> _To do_
Using "type" as the search string, find the matching lines below and copy them.

> _Data shown_

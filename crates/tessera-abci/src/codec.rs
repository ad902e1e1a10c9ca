//! Varint length prefixes and message framing.
//!
//! Every message on the ABCI socket is preceded by its byte length, written
//! as a protobuf varint of `length << 1` (7 bits per byte, least significant
//! group first, high bit set on every byte but the last).

use bytes::{Buf, BufMut, Bytes, BytesMut};
use prost::Message;
use tokio_util::codec::{Decoder, Encoder};

use crate::error::CodecError;

/// Largest frame body accepted from the consensus engine
pub use tessera_core::MAX_READ_IN_BYTES;

/// A shifted `u64` never needs more than ten 7-bit groups
const MAX_VARINT_BYTES: usize = 10;

/// Encode `value` as a shifted varint.
///
/// Accepts any integer type; negative values and values that do not fit
/// in 64 bits are rejected.
pub fn encode_varint<T>(value: T) -> Result<Vec<u8>, CodecError>
where
    T: TryInto<u64> + Copy + std::fmt::Display,
{
    let raw: u64 = value
        .try_into()
        .map_err(|_| CodecError::EncodeVarint(format!("{} is out of range", value)))?;
    let mut shifted = u128::from(raw) << 1;
    let mut out = Vec::with_capacity(MAX_VARINT_BYTES);
    loop {
        let group = (shifted & 0x7f) as u8;
        shifted >>= 7;
        if shifted == 0 {
            out.push(group);
            return Ok(out);
        }
        out.push(group | 0x80);
    }
}

/// Decode one shifted varint from the front of `buf`.
///
/// An empty buffer is [`CodecError::Eof`]; a buffer that ends mid-varint is
/// [`CodecError::DecodeVarint`].
pub fn decode_varint<B: Buf>(buf: &mut B) -> Result<u64, CodecError> {
    let mut accumulated: u128 = 0;
    let mut index = 0;
    loop {
        if index >= MAX_VARINT_BYTES {
            return Err(CodecError::VarintOverflow);
        }
        if !buf.has_remaining() {
            return Err(if index == 0 {
                CodecError::Eof
            } else {
                CodecError::DecodeVarint
            });
        }
        let byte = buf.get_u8();
        accumulated |= u128::from(byte & 0x7f) << (7 * index);
        index += 1;
        if byte & 0x80 == 0 {
            break;
        }
    }
    u64::try_from(accumulated >> 1).map_err(|_| CodecError::VarintOverflow)
}

/// Read one length-prefixed frame body from `buf`.
///
/// Fails with [`CodecError::ShortBuffer`] instead of waiting when fewer bytes
/// than declared are present.
pub fn read_frame<B: Buf>(buf: &mut B) -> Result<Bytes, CodecError> {
    let length = decode_varint(buf)?;
    if length > MAX_READ_IN_BYTES as u64 {
        return Err(CodecError::TooLargeVarint {
            length,
            max: MAX_READ_IN_BYTES,
        });
    }
    if (buf.remaining() as u64) < length {
        return Err(CodecError::ShortBuffer {
            expected: length,
            available: buf.remaining(),
        });
    }
    Ok(buf.copy_to_bytes(length as usize))
}

/// Append `message` with its length prefix to `dst`
pub fn write_frame<M: Message>(message: &M, dst: &mut BytesMut) -> Result<(), CodecError> {
    let body = message.encode_to_vec();
    let prefix = encode_varint(body.len())?;
    dst.reserve(prefix.len() + body.len());
    dst.put_slice(&prefix);
    dst.put_slice(&body);
    Ok(())
}

/// Stream codec yielding raw frame bodies.
///
/// Protobuf decoding is left to the caller so that one malformed message can
/// be skipped without poisoning the stream. Frame-level errors are fatal to
/// the connection, since the byte stream can no longer be resynchronised.
#[derive(Debug, Default, Clone, Copy)]
pub struct FrameCodec;

impl Decoder for FrameCodec {
    type Item = Bytes;
    type Error = CodecError;

    fn decode(&mut self, src: &mut BytesMut) -> Result<Option<Bytes>, CodecError> {
        let mut view: &[u8] = &src[..];
        match read_frame(&mut view) {
            Ok(frame) => {
                let consumed = src.len() - view.len();
                src.advance(consumed);
                Ok(Some(frame))
            }
            Err(CodecError::Eof) | Err(CodecError::DecodeVarint) => Ok(None),
            Err(CodecError::ShortBuffer {
                expected,
                available,
            }) => {
                src.reserve(expected as usize - available);
                Ok(None)
            }
            Err(e) => Err(e),
        }
    }
}

impl<M: Message> Encoder<M> for FrameCodec {
    type Error = CodecError;

    fn encode(&mut self, item: M, dst: &mut BytesMut) -> Result<(), CodecError> {
        write_frame(&item, dst)
    }
}
#[cfg(test)]
mod tests {
    use super::*;
    use crate::synchronized::{keys, DEFAULT_CROSS_PERIOD_KEYS};
    use serde_json::json;
    use tessera_state::{AppDb, PeriodData};

    const DONE: Event = Event("done");
    const NO_MAJORITY: Event = Event("no_majority");
    const NONE: Event = Event("none");
    const NEGATIVE: Event = Event("negative");
    const FAIL: Event = Event("fail");

    fn data() -> SynchronizedData {
        let setup: PeriodData = [
            (keys::PARTICIPANTS, json!(["a", "b", "c", "d"])),
            (keys::ALL_PARTICIPANTS, json!(["a", "b", "c", "d"])),
            (keys::CONSENSUS_THRESHOLD, Value::Null),
            (keys::MOST_VOTED_KEEPER_ADDRESS, json!("a")),
        ]
        .into_iter()
        .map(|(key, value)| (key.to_string(), vec![value]))
        .collect();
        let mut db = AppDb::new(setup, DEFAULT_CROSS_PERIOD_KEYS);
        db.set_round_count(0);
        SynchronizedData::new(db)
    }

    fn payload(sender: &str, body: Value) -> Payload {
        Payload::new(sender, "estimate", body).with_round_count(0)
    }

    fn same_round() -> CollectionRound {
        CollectionRound::new(
            RoundSpec::new(
                RoundId("estimate"),
                "estimate",
                CollectionRule::SameUntilThreshold {
                    done: DONE,
                    no_majority: NO_MAJORITY,
                    none: NONE,
                },
            )
            .collection_key("collection")
            .selection_key("estimate"),
        )
    }

    #[test]
    fn test_same_until_threshold_done() {
        let data = data();
        let mut round = same_round();
        for sender in ["a", "b"] {
            round.process_payload(&data, payload(sender, json!(1))).unwrap();
        }
        assert!(round.end_block(&data).unwrap().is_none());

        round.process_payload(&data, payload("c", json!(1))).unwrap();
        let (next, event) = round.end_block(&data).unwrap().unwrap();
        assert_eq!(event, DONE);
        assert_eq!(next.get("estimate"), Some(json!(1)));
        assert_eq!(next.get("collection").unwrap().as_object().unwrap().len(), 3);
    }

    #[test]
    fn test_same_until_threshold_none_and_no_majority() {
        let data = data();
        let mut round = same_round();
        for sender in ["a", "b", "c"] {
            round.process_payload(&data, payload(sender, Value::Null)).unwrap();
        }
        let (_, event) = round.end_block(&data).unwrap().unwrap();
        assert_eq!(event, NONE);

        let mut round = same_round();
        for (sender, body) in [("a", 1), ("b", 2), ("c", 3)] {
            round.process_payload(&data, payload(sender, json!(body))).unwrap();
        }
        let (next, event) = round.end_block(&data).unwrap().unwrap();
        assert_eq!(event, NO_MAJORITY);
        assert_eq!(next, data);
    }

    #[test]
    fn test_common_checks() {
        let data = data();
        let mut round = same_round();

        let err = round.check_payload(&data, &payload("z", json!(1))).unwrap_err();
        assert_eq!(
            err.to_string(),
            "z not in list of participants: [\"a\", \"b\", \"c\", \"d\"]"
        );

        round.process_payload(&data, payload("a", json!(1))).unwrap();
        let err = round.check_payload(&data, &payload("a", json!(2))).unwrap_err();
        assert!(matches!(err, RoundError::TransactionNotValid(_)));
        assert_eq!(
            err.to_string(),
            "sender a has already sent value for round: estimate"
        );
        let err = round.process_payload(&data, payload("a", json!(2))).unwrap_err();
        assert!(matches!(err, RoundError::Internal(_)));

        let stale = Payload::new("b", "estimate", json!(1)).with_round_count(7);
        let err = round.check_payload(&data, &stale).unwrap_err();
        assert_eq!(err.to_string(), "Expected round count 0 and got 7.");
    }

    #[test]
    fn test_payload_kind_checks() {
        let round = same_round();
        let other = Payload::new("a", "vote", json!(true)).with_round_count(0);
        let err = check_payload_kind(&round, None, 0, &other).unwrap_err();
        assert_eq!(
            err.to_string(),
            "request 'vote' not recognized; only estimate is supported"
        );

        let late = Payload::new("a", "vote", json!(true)).with_round_count(4);
        let err = check_payload_kind(&round, Some("vote"), 5, &late).unwrap_err();
        assert!(matches!(err, RoundError::LateArrivingTransaction(_)));

        let degenerate = DegenerateRound::new(RoundId("final"));
        let err = check_payload_kind(&degenerate, None, 0, &late).unwrap_err();
        assert_eq!(err.to_string(), "current round does not allow transactions");
    }

    #[test]
    fn test_different_until_all() {
        let data = data();
        let mut round = CollectionRound::new(
            RoundSpec::new(
                RoundId("register"),
                "estimate",
                CollectionRule::DifferentUntilAll { done: DONE },
            )
            .collection_key("registrations"),
        );
        for (sender, body) in [("a", 1), ("b", 2), ("c", 3)] {
            round.process_payload(&data, payload(sender, json!(body))).unwrap();
        }
        assert!(round.check_payload(&data, &payload("d", json!(1))).is_err());
        assert!(round.end_block(&data).unwrap().is_none());

        round.process_payload(&data, payload("d", json!(4))).unwrap();
        let (next, event) = round.end_block(&data).unwrap().unwrap();
        assert_eq!(event, DONE);
        assert!(next.get("registrations").is_some());
    }

    #[test]
    fn test_different_until_threshold_waits_for_confirmations() {
        let data = data();
        let mut round = CollectionRound::new(
            RoundSpec::new(
                RoundId("register"),
                "estimate",
                CollectionRule::DifferentUntilThreshold {
                    done: DONE,
                    required_block_confirmations: 1,
                },
            )
            .selection_key("participants"),
        );
        for sender in ["c", "a", "b"] {
            round.process_payload(&data, payload(sender, json!(sender))).unwrap();
        }
        assert!(round.end_block(&data).unwrap().is_none());
        assert_eq!(round.block_confirmations(), 1);

        let (next, event) = round.end_block(&data).unwrap().unwrap();
        assert_eq!(event, DONE);
        assert_eq!(next.get("participants"), Some(json!(["a", "b", "c"])));
    }

    #[test]
    fn test_only_keeper_sends() {
        let data = data();
        let spec = RoundSpec::new(
            RoundId("keeper"),
            "estimate",
            CollectionRule::OnlyKeeperSends {
                done: DONE,
                fail: FAIL,
            },
        )
        .selection_key("tx_hash");

        let mut round = CollectionRound::new(spec.clone());
        let err = round.check_payload(&data, &payload("b", json!("0x1"))).unwrap_err();
        assert_eq!(err.to_string(), "b not elected as keeper.");
        assert!(round.end_block(&data).unwrap().is_none());

        round.process_payload(&data, payload("a", json!("0x1"))).unwrap();
        let err = round.check_payload(&data, &payload("a", json!("0x2"))).unwrap_err();
        assert_eq!(err.to_string(), "keeper payload value already set.");
        let (next, event) = round.end_block(&data).unwrap().unwrap();
        assert_eq!(event, DONE);
        assert_eq!(next.get("tx_hash"), Some(json!("0x1")));

        let mut round = CollectionRound::new(spec);
        round.process_payload(&data, payload("a", Value::Null)).unwrap();
        assert_eq!(round.end_block(&data).unwrap().unwrap().1, FAIL);
    }

    #[test]
    fn test_voting() {
        let data = data();
        let spec = RoundSpec::new(
            RoundId("vote"),
            "estimate",
            CollectionRule::Voting {
                done: DONE,
                negative: NEGATIVE,
                none: NONE,
                no_majority: NO_MAJORITY,
            },
        )
        .collection_key("votes");

        let mut round = CollectionRound::new(spec.clone());
        assert!(round.check_payload(&data, &payload("a", json!(3))).is_err());
        for sender in ["a", "b", "c"] {
            round.process_payload(&data, payload(sender, json!(false))).unwrap();
        }
        assert_eq!(round.end_block(&data).unwrap().unwrap().1, NEGATIVE);

        let mut round = CollectionRound::new(spec.clone());
        for sender in ["a", "b", "c"] {
            round.process_payload(&data, payload(sender, json!(true))).unwrap();
        }
        let (next, event) = round.end_block(&data).unwrap().unwrap();
        assert_eq!(event, DONE);
        assert!(next.get("votes").is_some());

        let mut round = CollectionRound::new(spec);
        for (sender, vote) in [("a", json!(true)), ("b", json!(false)), ("c", Value::Null)] {
            round.process_payload(&data, payload(sender, vote)).unwrap();
        }
        assert_eq!(round.end_block(&data).unwrap().unwrap().1, NO_MAJORITY);
    }

    #[test]
    fn test_opens_period() {
        let data = data();
        let mut round = CollectionRound::new(
            RoundSpec::new(
                RoundId("reset"),
                "estimate",
                CollectionRule::SameUntilThreshold {
                    done: DONE,
                    no_majority: NO_MAJORITY,
                    none: NONE,
                },
            )
            .selection_key("period_seed")
            .opens_period(),
        );
        for sender in ["a", "b", "c"] {
            round.process_payload(&data, payload(sender, json!(9))).unwrap();
        }
        let (next, _) = round.end_block(&data).unwrap().unwrap();
        assert_eq!(next.period_count(), 1);
        assert_eq!(next.get("period_seed"), Some(json!(9)));
        assert_eq!(next.nb_participants().unwrap(), 4);
    }

    #[test]
    fn test_degenerate_round() {
        let data = data();
        let mut round = DegenerateRound::new(RoundId("final"));
        assert!(round.payload_kind().is_none());
        assert!(matches!(
            round.end_block(&data),
            Err(RoundError::Internal(_))
        ));
        assert!(round.process_payload(&data, payload("a", json!(1))).is_err());
    }
}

> _Answer box_
/// Accepts any integer type; negative values and values that do not fit
    type Item = Bytes;
    type Error = CodecError;
    type Error = CodecError;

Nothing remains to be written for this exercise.